А.А.: Вспомнила Вашу автобиографическую повесть «Дежурный по оркестру – на выход!», своеобразные армейские мемуары. Я для себя отметила в них сочетание несовместимых по свой полярности вещей – по-бунински описанной природы, которая олицетворяет собой мир прекрасного, к которому Вы когда-то относились, и ужасный казарменный быт – как иная реальность.
К.У.: Была ещё идея, что трудная жизнь обострила это восприятие.
А.А.: Мне важно подчеркнуть, что термин «биполярный абсолютизм» имеет право на существование хотя бы потому, что проявляет себя и в Вашем литературном творчестве.
К.У.: Вы хотите сказать, что мне это свойственно как система.
А.А.: Может, и не основополагающая, но одна из тенденций, которая имеет место быть. И она проявляется в разных ипостасях Вашего творчества.
К.У.: Что может быть чисто житейским объяснением? Мне очень нравится словечко фрустрация – это невозможность адекватно среагировать, та степень отчаяния, которая не может быть выражена в нормальном реагировании. А это возникает, когда сталкиваются полярные явления - степень трепетности ожидания чего-то от жизни, развенчивание восторженного восприятия каких-то субстанций, полное отторжение тебя самого или как тебе кажется, неприятие этого непонимания. Это моделирует идею некоего контрастирования. С другой стороны, оно может быть актуально для многих. Но в то же время, мне хочется сделать что-то находящееся в единообразном состоянии, чтобы завоевать, сделать своим состояние длящейся гармонии. Как бетховенский фа-мажор, си бемоль-мажор…

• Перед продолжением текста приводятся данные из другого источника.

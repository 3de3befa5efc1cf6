//! Reference checks applied before every write that holds hierarchy or record references.
//!
//! All referenced rows are fetched concurrently; a write only proceeds when every provided
//! level exists and each provided level belongs to the provided level directly above it.

use sea_orm::ConnectionTrait;

use crate::{
    hierarchy::Level,
    server::{
        data::{
            assembly::AssemblyRepository, block::BlockRepository, booth::BoothRepository,
            candidate::CandidateRepository, division::DivisionRepository,
            parliament::ParliamentRepository, party::PartyRepository, state::StateRepository,
            user::UserRepository,
        },
        error::{ancestry::AncestryError, validation::ValidationError, Error},
    },
};

/// Optional hierarchy reference per level, as carried by a record being written.
#[derive(Clone, Copy, Debug, Default, PartialEq, Eq)]
pub struct AncestryChain {
    pub state: Option<i32>,
    pub division: Option<i32>,
    pub parliament: Option<i32>,
    pub assembly: Option<i32>,
    pub block: Option<i32>,
    pub booth: Option<i32>,
}

impl AncestryChain {
    pub fn get(&self, level: Level) -> Option<i32> {
        match level {
            Level::State => self.state,
            Level::Division => self.division,
            Level::Parliament => self.parliament,
            Level::Assembly => self.assembly,
            Level::Block => self.block,
            Level::Booth => self.booth,
        }
    }
}

pub struct AncestryValidator<'a, C: ConnectionTrait> {
    db: &'a C,
}

impl<'a, C: ConnectionTrait> AncestryValidator<'a, C> {
    /// Creates a new instance of [`AncestryValidator`]
    pub fn new(db: &'a C) -> Self {
        Self { db }
    }

    /// Checks that every provided level exists and that adjacent provided levels agree.
    ///
    /// # Returns
    /// - `Ok(())` - The chain is consistent
    /// - `Err(Error::AncestryError(ReferenceNotFound))` - A provided id has no row, reported
    ///   top-down
    /// - `Err(Error::AncestryError(InconsistentAncestry))` - A provided level's stored parent
    ///   differs from the provided level above it
    /// - `Err(Error::DbErr)` - A lookup failed
    pub async fn validate(&self, chain: &AncestryChain) -> Result<(), Error> {
        let db = self.db;

        let (state, division, parliament, assembly, block, booth) = tokio::try_join!(
            async {
                match chain.state {
                    Some(id) => StateRepository::new(db).find_by_id(id).await,
                    None => Ok(None),
                }
            },
            async {
                match chain.division {
                    Some(id) => DivisionRepository::new(db).find_by_id(id).await,
                    None => Ok(None),
                }
            },
            async {
                match chain.parliament {
                    Some(id) => ParliamentRepository::new(db).find_by_id(id).await,
                    None => Ok(None),
                }
            },
            async {
                match chain.assembly {
                    Some(id) => AssemblyRepository::new(db).find_by_id(id).await,
                    None => Ok(None),
                }
            },
            async {
                match chain.block {
                    Some(id) => BlockRepository::new(db).find_by_id(id).await,
                    None => Ok(None),
                }
            },
            async {
                match chain.booth {
                    Some(id) => BoothRepository::new(db).find_by_id(id).await,
                    None => Ok(None),
                }
            },
        )?;

        // Stored parent id of each found row; the outer `None` means no row was found
        let stored_parents = [
            state.map(|_| None),
            division.map(|d| d.state_id),
            parliament.map(|p| p.division_id),
            assembly.map(|a| a.parliament_id),
            block.map(|b| b.assembly_id),
            booth.map(|b| b.block_id),
        ];

        check_chain(chain, &stored_parents)?;

        Ok(())
    }

    pub async fn party_exists(&self, party_id: i32) -> Result<(), Error> {
        match PartyRepository::new(self.db).find_by_id(party_id).await? {
            Some(_) => Ok(()),
            None => Err(ValidationError::UnknownReference("Party").into()),
        }
    }

    pub async fn candidate_exists(&self, candidate_id: i32) -> Result<(), Error> {
        match CandidateRepository::new(self.db)
            .find_by_id(candidate_id)
            .await?
        {
            Some(_) => Ok(()),
            None => Err(ValidationError::UnknownReference("Candidate").into()),
        }
    }

    pub async fn user_exists(&self, user_id: i32) -> Result<(), Error> {
        match UserRepository::new(self.db).find_by_id(user_id).await? {
            Some(_) => Ok(()),
            None => Err(ValidationError::UnknownReference("User").into()),
        }
    }

    /// Walks up from a booth to the references stored along its chain.
    ///
    /// Stops at the first missing parent, leaving the levels above it empty.
    pub async fn lineage_of_booth(&self, booth_id: i32) -> Result<AncestryChain, Error> {
        let mut chain = AncestryChain {
            booth: Some(booth_id),
            ..Default::default()
        };

        let booth = BoothRepository::new(self.db)
            .find_by_id(booth_id)
            .await?
            .ok_or(AncestryError::ReferenceNotFound(Level::Booth))?;
        chain.block = booth.block_id;

        if let Some(block_id) = chain.block {
            chain.assembly = BlockRepository::new(self.db)
                .find_by_id(block_id)
                .await?
                .and_then(|b| b.assembly_id);
        }
        if let Some(assembly_id) = chain.assembly {
            chain.parliament = AssemblyRepository::new(self.db)
                .find_by_id(assembly_id)
                .await?
                .and_then(|a| a.parliament_id);
        }
        if let Some(parliament_id) = chain.parliament {
            chain.division = ParliamentRepository::new(self.db)
                .find_by_id(parliament_id)
                .await?
                .and_then(|p| p.division_id);
        }
        if let Some(division_id) = chain.division {
            chain.state = DivisionRepository::new(self.db)
                .find_by_id(division_id)
                .await?
                .and_then(|d| d.state_id);
        }

        Ok(chain)
    }
}

/// `stored_parents` holds, per level in [`Level::ALL`] order, the stored parent id of the
/// found row, or `None` when no row was found.
fn check_chain(
    chain: &AncestryChain,
    stored_parents: &[Option<Option<i32>>; 6],
) -> Result<(), AncestryError> {
    for (level, stored) in Level::ALL.iter().zip(stored_parents) {
        if chain.get(*level).is_some() && stored.is_none() {
            return Err(AncestryError::ReferenceNotFound(*level));
        }
    }

    for (level, stored) in Level::ALL.iter().zip(stored_parents).skip(1) {
        let Some(parent) = level.parent() else {
            continue;
        };

        if let (Some(parent_id), Some(stored_parent)) = (chain.get(parent), stored) {
            if chain.get(*level).is_some() && *stored_parent != Some(parent_id) {
                return Err(AncestryError::InconsistentAncestry {
                    child: *level,
                    parent,
                });
            }
        }
    }

    Ok(())
}

#[cfg(test)]
mod tests {
    use constituency_test_utils::prelude::*;

    use super::*;

    mod validate {
        use super::*;

        /// Expect a consistent full chain to pass
        #[tokio::test]
        async fn accepts_consistent_chain() -> Result<(), TestError> {
            let test = TestBuilder::new()
                .with_hierarchy_tables()
                .with_hierarchy_chain("A")
                .build()
                .await?;
            let c = test.first_chain();
            let chain = AncestryChain {
                state: Some(c.state.id),
                division: Some(c.division.id),
                parliament: Some(c.parliament.id),
                assembly: Some(c.assembly.id),
                block: Some(c.block.id),
                booth: Some(c.booth.id),
            };

            let result = AncestryValidator::new(&test.db).validate(&chain).await;

            assert!(result.is_ok());

            Ok(())
        }

        /// Expect a missing block to be reported by level
        #[tokio::test]
        async fn reports_missing_reference() -> Result<(), TestError> {
            let test = TestBuilder::new().with_hierarchy_tables().build().await?;
            let chain = AncestryChain {
                block: Some(404),
                ..Default::default()
            };

            let result = AncestryValidator::new(&test.db).validate(&chain).await;

            assert!(matches!(
                result,
                Err(Error::AncestryError(AncestryError::ReferenceNotFound(
                    Level::Block
                )))
            ));

            Ok(())
        }

        /// Expect a division from another state to be reported as inconsistent
        #[tokio::test]
        async fn reports_inconsistent_chain() -> Result<(), TestError> {
            let test = TestBuilder::new()
                .with_hierarchy_tables()
                .with_hierarchy_chain("A")
                .with_hierarchy_chain("B")
                .build()
                .await?;
            let chain = AncestryChain {
                state: Some(test.chains[0].state.id),
                division: Some(test.chains[1].division.id),
                ..Default::default()
            };

            let err = AncestryValidator::new(&test.db)
                .validate(&chain)
                .await
                .unwrap_err();

            assert_eq!(
                err.to_string(),
                "Division does not belong to the selected State"
            );

            Ok(())
        }

        /// Expect non-adjacent levels not to be compared with each other
        #[tokio::test]
        async fn skips_gaps_in_chain() -> Result<(), TestError> {
            let test = TestBuilder::new()
                .with_hierarchy_tables()
                .with_hierarchy_chain("A")
                .with_hierarchy_chain("B")
                .build()
                .await?;
            let chain = AncestryChain {
                state: Some(test.chains[0].state.id),
                parliament: Some(test.chains[1].parliament.id),
                ..Default::default()
            };

            let result = AncestryValidator::new(&test.db).validate(&chain).await;

            assert!(result.is_ok());

            Ok(())
        }
    }

    mod lineage_of_booth {
        use super::*;

        /// Expect the full chain above a booth
        #[tokio::test]
        async fn walks_up_to_state() -> Result<(), TestError> {
            let test = TestBuilder::new()
                .with_hierarchy_tables()
                .with_hierarchy_chain("A")
                .build()
                .await?;
            let c = test.first_chain();

            let chain = AncestryValidator::new(&test.db)
                .lineage_of_booth(c.booth.id)
                .await
                .unwrap();

            assert_eq!(chain.block, Some(c.block.id));
            assert_eq!(chain.parliament, Some(c.parliament.id));
            assert_eq!(chain.state, Some(c.state.id));

            Ok(())
        }

        /// Expect an orphaned booth to yield only itself
        #[tokio::test]
        async fn stops_at_orphan() -> Result<(), TestError> {
            let test = TestBuilder::new().with_hierarchy_tables().build().await?;
            let booth = test.hierarchy().insert_booth("Loose", "1", None).await?;

            let chain = AncestryValidator::new(&test.db)
                .lineage_of_booth(booth.id)
                .await
                .unwrap();

            assert_eq!(
                chain,
                AncestryChain {
                    booth: Some(booth.id),
                    ..Default::default()
                }
            );

            Ok(())
        }
    }
}
//! Declarative test builder.
//!
//! This module provides the `TestBuilder` API for configuring test environments before
//! execution. Builder methods only queue work; tables are created and fixtures inserted
//! during the final `build()` call.

use sea_orm::{sea_query::TableCreateStatement, EntityTrait, Schema};

use crate::{error::TestError, TestContext};

/// Builder for declarative test initialization.
///
/// Provides an interface for setting up test environments with database tables and fixture
/// records. Methods can be chained together and finalized with `build()`.
pub struct TestBuilder {
    tables: Vec<TableCreateStatement>,
    include_hierarchy_tables: bool,
    include_all_tables: bool,

    users: Vec<(String, String)>, // (username, role)
    chains: Vec<String>,          // name suffix of each chain
}

impl TestBuilder {
    /// Create a new TestBuilder with no tables or fixtures configured.
    pub fn new() -> Self {
        Self {
            tables: Vec::new(),
            include_hierarchy_tables: false,
            include_all_tables: false,
            users: Vec::new(),
            chains: Vec::new(),
        }
    }

    /// Add the user table and the six hierarchy level tables.
    ///
    /// # Returns
    /// - `Self` - The builder instance for method chaining
    pub fn with_hierarchy_tables(mut self) -> Self {
        self.include_hierarchy_tables = true;
        self
    }

    /// Add every table of the schema.
    ///
    /// # Returns
    /// - `Self` - The builder instance for method chaining
    pub fn with_all_tables(mut self) -> Self {
        self.include_all_tables = true;
        self
    }

    /// Add a custom entity table to the test database.
    ///
    /// Generates a CREATE TABLE statement for the entity, which will be executed during
    /// `build()`. Chain multiple calls to add multiple tables.
    ///
    /// # Arguments
    /// - `entity` - Entity type implementing `EntityTrait`
    ///
    /// # Example
    ///
    /// ```no_run
    /// use constituency_test_utils::TestBuilder;
    /// use entity::prelude::*;
    ///
    /// # async fn example() -> Result<(), constituency_test_utils::TestError> {
    /// let test = TestBuilder::new()
    ///     .with_table(AppUser)
    ///     .with_table(Status)
    ///     .build()
    ///     .await?;
    /// # Ok(())
    /// # }
    /// ```
    pub fn with_table<E: EntityTrait>(mut self, entity: E) -> Self {
        self.tables.push(create_statement(entity));
        self
    }

    /// Insert a user with the given role during `build()`.
    ///
    /// Inserted users are available through [`TestContext::users`] in declaration order.
    ///
    /// # Arguments
    /// - `username` - Unique username, also used to derive the email
    /// - `role` - Role string such as `"Admin"` or `"SuperAdmin"`
    pub fn with_user(mut self, username: impl Into<String>, role: impl Into<String>) -> Self {
        self.users.push((username.into(), role.into()));
        self
    }

    /// Insert a complete state to booth chain during `build()`.
    ///
    /// Every record of the chain is named after its level followed by `suffix`, e.g.
    /// `"State A"`, `"Division A"`. Inserted chains are available through
    /// [`TestContext::chains`] in declaration order.
    pub fn with_hierarchy_chain(mut self, suffix: impl Into<String>) -> Self {
        self.chains.push(suffix.into());
        self
    }

    /// Build the test setup by creating all configured tables and fixtures.
    ///
    /// Executes all queued operations in the following order:
    /// 1. Creates database tables (table groups, then custom tables)
    /// 2. Inserts users
    /// 3. Inserts hierarchy chains
    ///
    /// # Returns
    /// - `Ok(TestContext)` - Fully configured test environment ready for use
    /// - `Err(TestError::DbErr)` - Table creation or fixture insertion failed
    pub async fn build(self) -> Result<TestContext, TestError> {
        let mut setup = TestContext::new().await?;

        // 1. Create tables
        let mut all_tables = Vec::new();

        if self.include_hierarchy_tables || self.include_all_tables {
            all_tables.extend(vec![
                create_statement(entity::prelude::AppUser),
                create_statement(entity::prelude::State),
                create_statement(entity::prelude::Division),
                create_statement(entity::prelude::Parliament),
                create_statement(entity::prelude::Assembly),
                create_statement(entity::prelude::Block),
                create_statement(entity::prelude::Booth),
            ]);
        }

        if self.include_all_tables {
            all_tables.extend(vec![
                create_statement(entity::prelude::Party),
                create_statement(entity::prelude::Status),
                create_statement(entity::prelude::Candidate),
                create_statement(entity::prelude::Government),
                create_statement(entity::prelude::Influencer),
                create_statement(entity::prelude::BoothSurvey),
                create_statement(entity::prelude::BoothVolunteer),
                create_statement(entity::prelude::BoothVote),
                create_statement(entity::prelude::PotentialCandidate),
                create_statement(entity::prelude::DistrictPolygon),
                create_statement(entity::prelude::ParliamentPolygon),
            ]);
        }

        all_tables.extend(self.tables);
        setup.with_tables(all_tables).await?;

        // 2. Insert users
        let mut users = Vec::new();
        for (username, role) in self.users {
            users.push(setup.user().insert_user(&username, &role).await?);
        }
        setup.users = users;

        // 3. Insert hierarchy chains
        let mut chains = Vec::new();
        for suffix in self.chains {
            chains.push(setup.hierarchy().insert_chain(&suffix).await?);
        }
        setup.chains = chains;

        Ok(setup)
    }
}

impl Default for TestBuilder {
    fn default() -> Self {
        Self::new()
    }
}

/// CREATE TABLE statement for an entity, tolerant of the table already existing so that
/// table groups and custom tables may overlap.
fn create_statement<E: EntityTrait>(entity: E) -> TableCreateStatement {
    let schema = Schema::new(sea_orm::DbBackend::Sqlite);
    schema
        .create_table_from_entity(entity)
        .if_not_exists()
        .to_owned()
}

#[cfg(test)]
mod tests {
    use super::*;

    #[tokio::test]
    async fn test_builder_creates_hierarchy_tables() {
        let result = TestBuilder::new().with_hierarchy_tables().build().await;
        assert!(result.is_ok());
    }

    #[tokio::test]
    async fn test_builder_chains_methods() {
        let result = TestBuilder::new()
            .with_all_tables()
            .with_table(entity::prelude::Status)
            .with_user("admin", "Admin")
            .with_hierarchy_chain("A")
            .build()
            .await;
        assert!(result.is_ok());

        let test = result.unwrap();
        assert_eq!(test.users.len(), 1);
        assert_eq!(test.first_chain().booth.block_id, Some(test.first_chain().block.id));
    }
}
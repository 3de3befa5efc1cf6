//! Business logic between the HTTP handlers and the repositories.
//!
//! Services validate payloads, check references through the [`ancestry`] validator, stamp
//! audit fields and populate referenced records for responses.

pub mod ancestry;
pub mod assembly;
pub mod block;
pub mod booth;
pub mod booth_survey;
pub mod booth_volunteer;
pub mod booth_vote;
pub mod candidate;
pub mod division;
pub mod government;
pub mod hierarchy;
pub mod influencer;
pub mod parliament;
pub mod party;
pub mod polygon;
pub mod potential_candidate;
pub mod state;
pub mod status;
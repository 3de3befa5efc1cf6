use sea_orm::DatabaseConnection;

use crate::{
    model::{
        api::PageResponse,
        hierarchy::{BlockDto, BlockPayload, BlockQuery},
    },
    server::{
        data::{block::BlockRepository, populate::NameLookup, query::PageRequest},
        error::Error,
        model::auth::AuthUser,
        service::ancestry::{AncestryChain, AncestryValidator},
        util::{
            db::{ensure_deleted, on_foreign_key_violation},
            validate::required_name,
        },
    },
};

pub struct BlockService<'a> {
    db: &'a DatabaseConnection,
}

impl<'a> BlockService<'a> {
    /// Creates a new instance of [`BlockService`]
    pub fn new(db: &'a DatabaseConnection) -> Self {
        Self { db }
    }

    pub async fn list(&self, query: BlockQuery) -> Result<PageResponse<BlockDto>, Error> {
        let page = PageRequest::new(query.page, query.limit)?;
        let page = BlockRepository::new(self.db).list(&query, page).await?;

        let items = self.populate(&page.items).await?;

        Ok(page.with_items(items).into_response())
    }

    pub async fn get(&self, id: i32) -> Result<BlockDto, Error> {
        let block = BlockRepository::new(self.db)
            .find_by_id(id)
            .await?
            .ok_or(Error::NotFound("Block"))?;

        self.populate_one(block).await
    }

    /// Creates a block after checking its assembly exists
    pub async fn create(&self, user: &AuthUser, payload: BlockPayload) -> Result<BlockDto, Error> {
        let name = required_name(payload.name)?;

        AncestryValidator::new(self.db)
            .validate(&AncestryChain {
                assembly: payload.assembly_id,
                ..Default::default()
            })
            .await?;

        let block = entity::block::Model {
            id: 0,
            name,
            assembly_id: payload.assembly_id,
            created_by: Some(user.id),
            updated_by: Some(user.id),
            created_at: Default::default(),
            updated_at: Default::default(),
        };

        let block = BlockRepository::new(self.db).create(block).await?;

        tracing::info!(block_id = block.id, user_id = user.id, "Created block");

        self.populate_one(block).await
    }

    /// Applies the provided fields of `payload`, absent fields keep their stored value
    pub async fn update(
        &self,
        user: &AuthUser,
        id: i32,
        payload: BlockPayload,
    ) -> Result<BlockDto, Error> {
        let repo = BlockRepository::new(self.db);
        let mut block = repo.find_by_id(id).await?.ok_or(Error::NotFound("Block"))?;

        if payload.name.is_some() {
            block.name = required_name(payload.name)?;
        }
        if payload.assembly_id.is_some() {
            block.assembly_id = payload.assembly_id;
        }

        AncestryValidator::new(self.db)
            .validate(&AncestryChain {
                assembly: block.assembly_id,
                ..Default::default()
            })
            .await?;

        block.updated_by = Some(user.id);
        let block = repo.update(block).await?;

        self.populate_one(block).await
    }

    pub async fn delete(&self, id: i32) -> Result<(), Error> {
        let result = BlockRepository::new(self.db)
            .delete(id)
            .await
            .map_err(|err| on_foreign_key_violation(err, "Block"))?;

        ensure_deleted(result, "Block")
    }

    async fn populate(&self, blocks: &[entity::block::Model]) -> Result<Vec<BlockDto>, Error> {
        let (users, parents) = tokio::try_join!(
            NameLookup::users(
                self.db,
                blocks.iter().flat_map(|r| [r.created_by, r.updated_by]),
            ),
            NameLookup::assemblies(self.db, blocks.iter().map(|r| r.assembly_id)),
        )?;

        Ok(blocks
            .iter()
            .map(|r| BlockDto {
                id: r.id,
                name: r.name.clone(),
                assembly: parents.get(r.assembly_id),
                audit: users.audit(r.created_by, r.updated_by, r.created_at, r.updated_at),
            })
            .collect())
    }

    async fn populate_one(&self, block: entity::block::Model) -> Result<BlockDto, Error> {
        self.populate(std::slice::from_ref(&block))
            .await?
            .pop()
            .ok_or_else(|| Error::InternalError(format!("Failed to populate block {}", block.id)))
    }
}
//! Fixtures for records that other records reference: parties, candidates and statuses.

use chrono::Utc;
use sea_orm::{ActiveValue, EntityTrait};

use crate::{
    error::TestError,
    model::{CandidateModel, PartyModel, StatusModel},
    TestContext,
};

impl TestContext {
    pub fn record<'a>(&'a self) -> RecordFixtures<'a> {
        RecordFixtures { setup: self }
    }
}

pub struct RecordFixtures<'a> {
    setup: &'a TestContext,
}

impl<'a> RecordFixtures<'a> {
    pub async fn insert_party(
        &self,
        name: &str,
        abbreviation: &str,
    ) -> Result<PartyModel, TestError> {
        let now = Utc::now().naive_utc();

        Ok(
            entity::prelude::Party::insert(entity::party::ActiveModel {
                name: ActiveValue::Set(name.to_string()),
                abbreviation: ActiveValue::Set(abbreviation.to_uppercase()),
                created_at: ActiveValue::Set(now),
                updated_at: ActiveValue::Set(now),
                ..Default::default()
            })
            .exec_with_returning(&self.setup.db)
            .await?,
        )
    }

    pub async fn insert_candidate(
        &self,
        name: &str,
        party_id: i32,
        assembly_id: i32,
        election_year: i32,
    ) -> Result<CandidateModel, TestError> {
        let now = Utc::now().naive_utc();

        Ok(
            entity::prelude::Candidate::insert(entity::candidate::ActiveModel {
                name: ActiveValue::Set(name.to_string()),
                party_id: ActiveValue::Set(party_id),
                assembly_id: ActiveValue::Set(assembly_id),
                election_year: ActiveValue::Set(election_year),
                caste: ActiveValue::Set("General".to_string()),
                votes: ActiveValue::Set(0),
                criminal_cases: ActiveValue::Set(0),
                is_active: ActiveValue::Set(true),
                created_at: ActiveValue::Set(now),
                updated_at: ActiveValue::Set(now),
                ..Default::default()
            })
            .exec_with_returning(&self.setup.db)
            .await?,
        )
    }

    pub async fn insert_status(
        &self,
        name: &str,
        is_system: bool,
    ) -> Result<StatusModel, TestError> {
        let now = Utc::now().naive_utc();

        Ok(
            entity::prelude::Status::insert(entity::status::ActiveModel {
                name: ActiveValue::Set(name.to_string()),
                is_active: ActiveValue::Set(true),
                is_system: ActiveValue::Set(is_system),
                color_code: ActiveValue::Set("#6c757d".to_string()),
                created_at: ActiveValue::Set(now),
                updated_at: ActiveValue::Set(now),
                ..Default::default()
            })
            .exec_with_returning(&self.setup.db)
            .await?,
        )
    }
}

А.А.: Я хотела поговорить о влиянии живописи на ваше творчество. Ваша пластика очень изобразительна – об этом свидетельствует целый ряд произведений, навеянных именно живописными полотнами. Мне интересен механизм зарождения звукового образа из зрительного. Как происходит этот контакт между визуальным и слуховым?
К.У.: Живопись для меня - квинтэссенция художественности в искусстве. «Контакт» происходит на уровне структуры, не столько даже идеи мировоззренческого плана. А с картиной П.В.Кузнецова «Вечер в степи» меня связывает очень важная деталь: с самого рождения я живу напротив Третьяковки. Родился я в семье, которая имела отношение к советской литературе, поэтому мне всё детство вдалбливали, что самые лучшие художники - это «передвижники»,- идейные они. И только в музыкальном училище К.К.Баташов рассказал мне о том, что по-настоящему хорошая живопись русская совсем другая. И я пошёл опять в Третьяковку: 31,32 залы – очень симпатичные, там тогда было несколько картин П.Кузнецова. Они меня заворожили, я осознал, что стал живопись понимать не тривиально, литературно, а пластически. Я почувствовал язык самой живописи, это было для меня очень большой радостью, У Мандельштама есть такое стихотворение:
— Нет, не мигрень, — но подай карандашик ментоловый, —
Ни поволоки искусства, ни красок пространства веселого!
Такое полубредовенькое стихотворение, но первые строчки очень важны у него бывают. «Поволока искусства» – это такое ощущение, что есть искусство, есть пластика, и это является смыслом моего существования. На этой волне и возник «Вечер в степи». У Кузнецова в одноименном полотне представлены женские фигуры на фоне вечности. Баташов мне сказал, что картина более экономная по колориту, чем моё сочинение.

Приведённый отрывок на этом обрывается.